I want to deploy a PSGI scripts that runs in Apache2 with Plack. Apache is configured with:
<Location "/mypath">
SetHandler perl-script
PerlResponseHandler Plack::Handler::Apache2
PerlSetVar psgi_app /path/to/my/script.psgi
</Location>
When I test the script with plackup, the --reload parameter watches updates on the .psgi file. In the production environment it is fine that Apache and Plack do not check and restart on each change for performance reasons, but how can I tell them explicitly to restart Plack::Handler::Apache2 and/or the PSGI script to deploy a new version?
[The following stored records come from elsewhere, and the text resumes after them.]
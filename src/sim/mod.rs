//! Deterministic simulation module
//!
//! All gameplay logic lives here. This module must be pure and deterministic:
//! - Fixed timestep only
//! - Seeded RNG only
//! - Stable iteration order (pool index)
//! - No rendering, audio or input-device dependencies

pub mod boss;
pub mod collision;
pub mod enemy;
pub mod entity;
pub mod platform;
pub mod player;
pub mod projectile;
pub mod standing;
pub mod state;
pub mod tick;
pub mod vector;

pub use boss::{Boss, BossMode};
pub use enemy::{Enemy, EnemyKind};
pub use entity::{Body, Entity, TargetKind, TargetRef, UpdateMode};
pub use platform::{Attachment, Item, ItemMotion, Obstacle, Platform, PlatformKind};
pub use player::Player;
pub use projectile::{Projectile, ProjectileKind};
pub use standing::Footing;
pub use state::{Key, KeyState, SimEvent, TickInput, World};
pub use tick::tick;
pub use vector::{Vector2, VectorExt, heading};
//! Boss phase machine
//!
//! Invade drifts in from the right, Attacking loops a fixed cycle of aimed
//! shots, homing launches and summons, Escape drifts back out.

use std::ops::Range;

use serde::{Deserialize, Serialize};

use super::enemy::Enemy;
use super::entity::{Body, Entity, UpdateMode, first_dead, first_free};
use super::projectile::Projectile;
use super::state::SimEvent;
use super::vector::{Vector2, VectorExt};
use crate::tuning::{BossTuning, Playfield, Tuning};

#[derive(Debug, Clone, Copy, PartialEq, Eq, Default, Serialize, Deserialize)]
pub enum BossMode {
    #[default]
    Invade,
    Attacking,
    Escape,
}

/// What the attack cycle does on a given frame
#[derive(Debug, Clone, Copy, PartialEq, Eq)]
enum AttackPhase {
    Aimed,
    Homing,
    Summon,
}

#[derive(Debug, Clone, Serialize, Deserialize)]
pub struct Boss {
    pub body: Entity,
    pub mode: BossMode,
    pub speed: f64,
    /// Enemy pool slots the boss may summon into
    pub summon_pool: Range<usize>,
}

/// Pools and targets the boss acts on
pub struct BossContext<'a> {
    /// Position the aimed shots track
    pub target: Vector2,
    pub shots: &'a mut [Projectile],
    pub homing: &'a mut [Projectile],
    pub enemies: &'a mut [Enemy],
    pub tuning: &'a BossTuning,
    pub playfield: &'a Playfield,
    pub events: &'a mut Vec<SimEvent>,
}

impl Boss {
    pub fn new(tuning: &Tuning, summon_pool: Range<usize>) -> Self {
        let (width, height) = tuning.boss.size;
        Self {
            body: Entity::new(width, height, &tuning.physics),
            mode: BossMode::Invade,
            speed: tuning.boss.speed,
            summon_pool,
        }
    }

    pub fn place(&mut self, position: Vector2, life: i32) {
        self.body.reset_for_spawn(position, life);
        self.mode = BossMode::Invade;
    }

    pub fn set_mode(&mut self, mode: BossMode) {
        self.mode = mode;
    }

    pub fn update(&mut self, ctx: &mut BossContext<'_>) {
        if !self.body.is_alive() {
            return;
        }

        match self.mode {
            BossMode::Invade => {
                self.body.set_vector(-self.speed, 0.0);
                self.body.advance();
                if self.body.position.x < ctx.tuning.invade_stop_x {
                    self.body.vector = Vector2::ZERO;
                    self.mode = BossMode::Attacking;
                    log::info!("Boss attacking at x={:.1}", self.body.position.x);
                    ctx.events.push(SimEvent::BossAttacking);
                }
            }
            BossMode::Escape => {
                self.body.set_vector(self.speed, 0.0);
                self.body.advance();
                if self.body.position.x > ctx.playfield.width + self.body.width {
                    self.body.life = 0;
                    log::info!("Boss escaped");
                    ctx.events.push(SimEvent::BossEscaped);
                }
            }
            BossMode::Attacking => self.attack(ctx),
        }
        self.body.frame += 1;
    }

    fn attack(&mut self, ctx: &mut BossContext<'_>) {
        let tuning = ctx.tuning;
        let frame = self.body.frame;
        match attack_phase(frame, tuning) {
            AttackPhase::Aimed => {
                if frame % tuning.aimed_window_cycle > tuning.aimed_window_start
                    && frame % tuning.aimed_interval == 0
                {
                    self.fire_aimed(ctx.target, tuning, ctx.shots);
                }
            }
            AttackPhase::Homing => {
                if frame % tuning.homing_interval == 0 {
                    self.fire_homing(tuning, ctx.homing);
                }
            }
            AttackPhase::Summon => {
                if frame % tuning.summon_interval == 0 {
                    self.summon(tuning, ctx.playfield, ctx.enemies);
                }
            }
        }
    }

    fn muzzle(&self, tuning: &BossTuning) -> Vector2 {
        self.body.position + Vector2::new(tuning.muzzle_offset.0, tuning.muzzle_offset.1)
    }

    fn fire_aimed(&self, target: Vector2, tuning: &BossTuning, shots: &mut [Projectile]) {
        let Some(index) = first_dead(shots) else {
            log::trace!("Boss shot pool exhausted");
            return;
        };
        let offset = Vector2::new(tuning.aim_offset.0, tuning.aim_offset.1);
        let direction = (target - self.body.position + offset).normalized();
        let shot = &mut shots[index];
        shot.place(self.muzzle(tuning), tuning.aimed_shot_speed, tuning.aimed_shot_power);
        shot.body.vector = direction;
    }

    fn fire_homing(&self, tuning: &BossTuning, homing: &mut [Projectile]) {
        let Some(index) = first_dead(homing) else {
            log::trace!("Homing pool exhausted");
            return;
        };
        let shot = &mut homing[index];
        shot.place(self.muzzle(tuning), tuning.homing_launch_speed, 0);
        shot.body.set_vector(-1.0, 0.0);
    }

    fn summon(&self, tuning: &BossTuning, playfield: &Playfield, enemies: &mut [Enemy]) {
        let Some(pool) = enemies.get_mut(self.summon_pool.clone()) else {
            return;
        };
        let Some(index) = first_free(pool) else {
            log::trace!("No free slot to summon into");
            return;
        };
        let enemy = &mut pool[index];
        let x = playfield.width + enemy.body.width;
        let y = playfield.height - tuning.summon_clearance - enemy.body.height / 2.0;
        enemy.place(Vector2::new(x, y), 1);
    }

    /// Same exit as enemies: the slot is reusable once it leaves the playfield
    pub fn update_death(&mut self, pop_speed: f64, exit_y: f64, exit_left: f64) {
        if self.body.position.y > exit_y || self.body.position.x < exit_left {
            self.body.update_mode = UpdateMode::Normal;
            return;
        }
        self.body.death_step(pop_speed);
        self.body.frame += 1;
    }
}

impl Body for Boss {
    fn body(&self) -> &Entity {
        &self.body
    }

    fn body_mut(&mut self) -> &mut Entity {
        &mut self.body
    }
}

fn attack_phase(frame: u64, tuning: &BossTuning) -> AttackPhase {
    if frame % tuning.cycle_ticks < tuning.aimed_phase_ticks {
        AttackPhase::Aimed
    } else if frame % tuning.secondary_cycle < tuning.secondary_threshold {
        AttackPhase::Homing
    } else {
        AttackPhase::Summon
    }
}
It looks like Plack regularly checks for some changes but I have no clue when. Moreover it seems to create multiple instances, so I sometimes get different versions of script.psgi when at /mypath. It would be helpful to manually flush perl response handler without having to restart Apache or to wait for an unknown amount of time.
The short answer is you can't. That's why we recommend you to use plackup (with -r) for quick development and use Apache only for deployment (production use).
The other option is have a development apache process, and set MaxRequestsPerChild to a really small value, so that you will get a fresh child spawned in a very short period of time. I haven't tested this, and doing so will definitely impact the performance of your entire httpd, if you run the non-development application running on the same process (which is a bad idea in the first place anyway).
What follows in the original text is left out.